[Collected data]
--------------------------------------------------

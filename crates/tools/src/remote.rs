//! Remote tool handler: forwards an invocation to an HTTP endpoint.
//!
//! Wire contract: `POST {endpoint}` with `{"input": ..., "context": ...}`,
//! answered by a JSON object. The object may use the reserved `error`,
//! `citations` and `artifact` keys.

use async_trait::async_trait;
use fundwise_config::ToolEndpointConfig;
use fundwise_core::error::ToolError;
use fundwise_core::tool::{KnownTool, ToolContext, ToolHandler};
use std::time::Duration;
use tracing::debug;

const DEFAULT_TIMEOUT_SECS: u64 = 60;
const ERROR_BODY_SNIPPET: usize = 300;

pub struct RemoteTool {
    tool: KnownTool,
    endpoint: String,
    api_key: Option<String>,
    timeout: Duration,
    client: reqwest::Client,
}

impl RemoteTool {
    pub fn new(tool: KnownTool, config: &ToolEndpointConfig) -> Result<Self, ToolError> {
        let timeout = Duration::from_secs(config.timeout_secs.unwrap_or(DEFAULT_TIMEOUT_SECS));
        let client = reqwest::Client::builder()
            .timeout(timeout)
            .build()
            .map_err(|e| ToolError::Unavailable(format!("{tool}: HTTP client: {e}")))?;

        Ok(Self {
            tool,
            endpoint: config.endpoint.clone(),
            api_key: config.api_key.clone(),
            timeout,
            client,
        })
    }

    fn failed(&self, reason: impl Into<String>) -> ToolError {
        ToolError::ExecutionFailed {
            tool_name: self.tool.to_string(),
            reason: reason.into(),
        }
    }
}

#[async_trait]
impl ToolHandler for RemoteTool {
    fn description(&self) -> &str {
        crate::schemas::description(self.tool)
    }

    fn parameters_schema(&self) -> serde_json::Value {
        crate::schemas::schema(self.tool)
    }

    async fn invoke(
        &self,
        input: serde_json::Value,
        context: &ToolContext,
    ) -> Result<serde_json::Value, ToolError> {
        if !input.is_object() {
            return Err(ToolError::InvalidArguments(format!(
                "{}: input must be a JSON object",
                self.tool
            )));
        }

        debug!(tool = %self.tool, endpoint = %self.endpoint, session = %context.session_id, "Calling remote tool");

        let body = serde_json::json!({
            "input": input,
            "context": context.data,
        });

        let mut request = self.client.post(&self.endpoint).json(&body);
        if let Some(key) = &self.api_key {
            request = request.bearer_auth(key);
        }

        let response = request.send().await.map_err(|e| {
            if e.is_timeout() {
                ToolError::Timeout {
                    tool_name: self.tool.to_string(),
                    timeout_ms: self.timeout.as_millis() as u64,
                }
            } else {
                ToolError::Unavailable(format!("{}: {e}", self.tool))
            }
        })?;

        let status = response.status();
        if !status.is_success() {
            let text = response.text().await.unwrap_or_default();
            let snippet: String = text.chars().take(ERROR_BODY_SNIPPET).collect();
            return Err(self.failed(format!("HTTP {}: {snippet}", status.as_u16())));
        }

        response
            .json::<serde_json::Value>()
            .await
            .map_err(|e| ToolError::MalformedResult {
                tool_name: self.tool.to_string(),
                reason: format!("response is not JSON: {e}"),
            })
    }
}
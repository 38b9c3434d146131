//! End-to-end session tests for the fundwise orchestrator.
//!
//! These drive the public `Orchestrator` API with a scripted streaming
//! backend and in-process tools, and check the record stream a client sees.

use std::sync::Arc;

use fundwise_agent::testing::{
    FailingTool, PanickingTool, ScriptedProvider, StaticTool, collect_records, fast_config,
    text_round, tool_round,
};
use fundwise_agent::{Orchestrator, StreamRecord};
use fundwise_config::AppConfig;
use fundwise_core::message::{ContentBlock, HistoryTurn, Role, SessionRequest, is_well_formed};
use fundwise_core::tool::{KnownTool, ToolCatalog};
use fundwise_telemetry::TelemetryRecorder;
use serde_json::json;

// ── Helpers ──────────────────────────────────────────────────────────────

fn kinds(records: &[StreamRecord]) -> Vec<&'static str> {
    records.iter().map(StreamRecord::kind).collect()
}

fn meta(records: &[StreamRecord]) -> &fundwise_agent::MetaRecord {
    records
        .iter()
        .find_map(|r| match r {
            StreamRecord::Meta(m) => Some(m),
            _ => None,
        })
        .expect("session should emit meta")
}

/// The tool results the backend saw in the user turn after `round`.
fn tool_results(provider: &ScriptedProvider, round: usize) -> Vec<(String, bool)> {
    let requests = provider.requests();
    let last = requests[round].messages.last().unwrap();
    assert_eq!(last.role, Role::User);
    last.content
        .iter()
        .filter_map(|b| match b {
            ContentBlock::ToolResult {
                content, is_error, ..
            } => Some((content.clone(), *is_error)),
            _ => None,
        })
        .collect()
}

fn security_catalog() -> Arc<ToolCatalog> {
    Arc::new(ToolCatalog::new().with(
        KnownTool::LookupSecurity,
        Arc::new(StaticTool::new(json!({
            "name": "Investor AB B",
            "isin": "SE0000108656",
            "citations": [{"title": "Security master", "source": "sm"}]
        }))),
    ))
}

fn orchestrator(
    config: &AppConfig,
    provider: Arc<ScriptedProvider>,
    catalog: Arc<ToolCatalog>,
) -> Orchestrator {
    Orchestrator::new(config, provider, catalog, TelemetryRecorder::disabled())
}

async fn run(orchestrator: &Orchestrator, request: SessionRequest) -> Vec<StreamRecord> {
    let handle = orchestrator.start(request).await.unwrap();
    collect_records(handle.records).await
}

fn lookup(id: &str) -> (&str, &str, serde_json::Value) {
    (id, "lookup_security", json!({"isin": "SE0000108656"}))
}

// ── Scenarios ────────────────────────────────────────────────────────────

#[tokio::test]
async fn scenario_a_plain_greeting() {
    let provider = Arc::new(ScriptedProvider::new(vec![text_round(&[
        "Hej! ",
        "Vad kan jag hjälpa dig med?",
    ])]));
    let orch = orchestrator(&fast_config(), provider.clone(), security_catalog());

    let records = run(&orch, SessionRequest::new("Hej")).await;

    assert_eq!(kinds(&records), vec!["progress", "text", "text", "meta", "done"]);
    assert!(records.iter().all(|r| !matches!(r, StreamRecord::ToolCall(_))));
    assert!(meta(&records).tools_used.is_empty());
    assert_eq!(provider.calls(), 1);
}

#[tokio::test]
async fn scenario_b_single_tool_round() {
    let provider = Arc::new(ScriptedProvider::new(vec![
        tool_round("", &[lookup("toolu_1")]),
        text_round(&["SE0000108656 is Investor AB B."]),
    ]));
    let orch = orchestrator(&fast_config(), provider.clone(), security_catalog());

    let records = run(&orch, SessionRequest::new("What is SE0000108656?")).await;

    let call = records
        .iter()
        .position(|r| matches!(r, StreamRecord::ToolCall(n) if n.name == "lookup_security"))
        .unwrap();
    assert!(matches!(&records[call + 1], StreamRecord::ToolCallDone(d) if d.name == "lookup_security"));

    let meta = meta(&records);
    assert_eq!(meta.tools_used, vec!["lookup_security"]);
    assert_eq!(meta.citations.len(), 1);
    assert!(matches!(records.last(), Some(StreamRecord::Done(true))));

    // Round two carries the assistant turn and the tool results, well formed.
    assert_eq!(provider.calls(), 2);
    let second = &provider.requests()[1].messages;
    assert!(is_well_formed(second));
    assert_eq!(second.len(), 3);
    let results = tool_results(&provider, 1);
    assert_eq!(results.len(), 1);
    assert!(!results[0].1);
    assert!(results[0].0.contains("Investor AB B"));
}

#[tokio::test]
async fn scenario_c_round_budget_forces_finalization() {
    let mut config = fast_config();
    config.orchestrator.max_rounds = 2;
    let provider = Arc::new(ScriptedProvider::new(vec![
        tool_round("Checking the security.", &[lookup("toolu_1")]),
        tool_round("Checking once more.", &[lookup("toolu_2")]),
        text_round(&["never requested"]),
    ]));
    let orch = orchestrator(&config, provider.clone(), security_catalog());

    let records = run(&orch, SessionRequest::new("Tell me about SE0000108656")).await;

    assert_eq!(provider.calls(), 2);
    assert!(matches!(records.last(), Some(StreamRecord::Done(true))));
    // The last produced text is re-emitted as the durable answer.
    let final_text = records
        .iter()
        .rev()
        .find_map(|r| match r {
            StreamRecord::Text(t) => Some(t.as_str()),
            _ => None,
        })
        .unwrap();
    assert_eq!(final_text, "Checking once more.");
    assert_eq!(meta(&records).tools_used, vec!["lookup_security"]);
}

#[tokio::test]
async fn scenario_d_failing_tool_does_not_abort_round() {
    let catalog = Arc::new(
        ToolCatalog::new()
            .with(KnownTool::LookupSecurity, Arc::new(PanickingTool))
            .with(
                KnownTool::MarketData,
                Arc::new(StaticTool::new(json!({"price": 231.4, "currency": "SEK"}))),
            ),
    );
    let provider = Arc::new(ScriptedProvider::new(vec![
        tool_round(
            "",
            &[
                lookup("toolu_1"),
                ("toolu_2", "market_data", json!({"isin": "SE0000108656"})),
            ],
        ),
        text_round(&["The price is 231.40 SEK."]),
    ]));
    let orch = orchestrator(&fast_config(), provider.clone(), catalog);

    let records = run(&orch, SessionRequest::new("Price of SE0000108656?")).await;

    assert!(matches!(records.last(), Some(StreamRecord::Done(true))));
    let results = tool_results(&provider, 1);
    assert_eq!(results.len(), 2);
    assert!(results[0].1, "panicking tool should yield an error result");
    assert!(results[0].0.contains("error"));
    assert!(!results[1].1);
    assert!(results[1].0.contains("231.4"));
}

// ── Properties ───────────────────────────────────────────────────────────

#[tokio::test]
async fn every_retracted_round_clears_once_before_next_round() {
    let provider = Arc::new(ScriptedProvider::new(vec![
        tool_round("Let me look.", &[lookup("toolu_1")]),
        tool_round("One more check.", &[lookup("toolu_2")]),
        text_round(&["Done: Investor AB B."]),
    ]));
    let orch = orchestrator(&fast_config(), provider, security_catalog());

    let records = run(&orch, SessionRequest::new("SE0000108656?")).await;

    let clears = records
        .iter()
        .filter(|r| matches!(r, StreamRecord::ClearText(_)))
        .count();
    assert_eq!(clears, 2);
    for (i, r) in records.iter().enumerate() {
        if matches!(r, StreamRecord::ToolCall(_)) {
            // Any text in the round must have been cleared before the notice.
            let since_clear = records[..i]
                .iter()
                .rev()
                .take_while(|r| !matches!(r, StreamRecord::ClearText(_) | StreamRecord::Progress(_)))
                .any(|r| matches!(r, StreamRecord::Text(_)));
            assert!(!since_clear);
        }
    }
}

#[tokio::test]
async fn every_dispatched_tool_produces_one_outcome() {
    let catalog = Arc::new(
        ToolCatalog::new()
            .with(KnownTool::LookupSecurity, Arc::new(FailingTool::new("upstream 500")))
            .with(KnownTool::MarketData, Arc::new(StaticTool::new(json!({"price": 1.0})))),
    );
    let provider = Arc::new(ScriptedProvider::new(vec![
        tool_round(
            "",
            &[
                lookup("toolu_1"),
                ("toolu_2", "market_data", json!({})),
                ("toolu_3", "search_documents", json!({"query": "fees"})),
                ("toolu_4", "rebalance_portfolio", json!({})),
            ],
        ),
        text_round(&["Partial answer."]),
    ]));
    let orch = orchestrator(&fast_config(), provider.clone(), catalog);

    let records = run(&orch, SessionRequest::new("Overview please")).await;

    let starts = records.iter().filter(|r| matches!(r, StreamRecord::ToolCall(_))).count();
    let dones = records
        .iter()
        .filter(|r| matches!(r, StreamRecord::ToolCallDone(_)))
        .count();
    assert_eq!(starts, 4);
    assert_eq!(dones, 4);

    let results = tool_results(&provider, 1);
    let errors: Vec<bool> = results.iter().map(|(_, e)| *e).collect();
    assert_eq!(errors, vec![true, false, true, true]);
}

#[tokio::test]
async fn messy_history_still_reaches_backend_well_formed() {
    let provider = Arc::new(ScriptedProvider::new(vec![text_round(&["Sure."])]));
    let orch = orchestrator(&fast_config(), provider.clone(), security_catalog());

    let request = SessionRequest {
        history: vec![
            HistoryTurn {
                role: Role::Assistant,
                text: "Welcome!".into(),
            },
            HistoryTurn {
                role: Role::User,
                text: "Hi".into(),
            },
            HistoryTurn {
                role: Role::User,
                text: "   ".into(),
            },
            HistoryTurn {
                role: Role::Assistant,
                text: "Hello".into(),
            },
            HistoryTurn {
                role: Role::Assistant,
                text: "Anything else?".into(),
            },
        ],
        ..SessionRequest::new("Show my holdings")
    };
    let records = run(&orch, request).await;

    assert!(matches!(records.last(), Some(StreamRecord::Done(true))));
    let sent = &provider.requests()[0].messages;
    assert!(is_well_formed(sent));
    assert_eq!(sent.last().unwrap().role, Role::User);
}
//! Model-facing descriptions and input schemas for the known tools.

use fundwise_core::KnownTool;

pub fn description(tool: KnownTool) -> &'static str {
    match tool {
        KnownTool::LookupSecurity => {
            "Look up a security by ISIN or ticker. Returns name, asset class, currency, \
             issuer and fund holdings where applicable."
        }
        KnownTool::SearchDocuments => {
            "Search the fund document library (prospectuses, KIIDs, annual reports, \
             policies). Returns matching passages with citations."
        }
        KnownTool::MarketData => {
            "Fetch market data for a security: latest price or NAV, and optionally a \
             price history over a period."
        }
        KnownTool::ReviewDocument => {
            "Review an uploaded or stored fund document against a checklist and produce \
             findings. May also return a revised copy of the document for the user."
        }
    }
}

pub fn schema(tool: KnownTool) -> serde_json::Value {
    match tool {
        KnownTool::LookupSecurity => serde_json::json!({
            "type": "object",
            "properties": {
                "isin": {
                    "type": "string",
                    "description": "12-character ISIN, e.g. SE0000108656"
                },
                "ticker": {
                    "type": "string",
                    "description": "Exchange ticker, used when no ISIN is known"
                }
            }
        }),
        KnownTool::SearchDocuments => serde_json::json!({
            "type": "object",
            "properties": {
                "query": {
                    "type": "string",
                    "description": "What to search for"
                },
                "document_type": {
                    "type": "string",
                    "enum": ["prospectus", "kiid", "annual_report", "policy", "any"],
                    "default": "any"
                },
                "top_k": {
                    "type": "integer",
                    "description": "Maximum passages to return (default 5)",
                    "default": 5
                }
            },
            "required": ["query"]
        }),
        KnownTool::MarketData => serde_json::json!({
            "type": "object",
            "properties": {
                "isin": {
                    "type": "string",
                    "description": "ISIN of the security"
                },
                "period": {
                    "type": "string",
                    "enum": ["latest", "1m", "3m", "1y", "5y"],
                    "default": "latest"
                }
            },
            "required": ["isin"]
        }),
        KnownTool::ReviewDocument => serde_json::json!({
            "type": "object",
            "properties": {
                "document_id": {
                    "type": "string",
                    "description": "Identifier of a stored document, or \"attachment\" for the uploaded file"
                },
                "focus": {
                    "type": "string",
                    "description": "Optional area to focus the review on"
                },
                "produce_revision": {
                    "type": "boolean",
                    "description": "Return a revised copy of the document",
                    "default": false
                }
            },
            "required": ["document_id"]
        }),
    }
}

--------------------------------------------------

Track down every line in the entries that includes the string "ToolCallDone", and copy it.

* Written answer:
    assert!(matches!(&records[call + 1], StreamRecord::ToolCallDone(d) if d.name == "lookup_security"));
        .filter(|r| matches!(r, StreamRecord::ToolCallDone(_)))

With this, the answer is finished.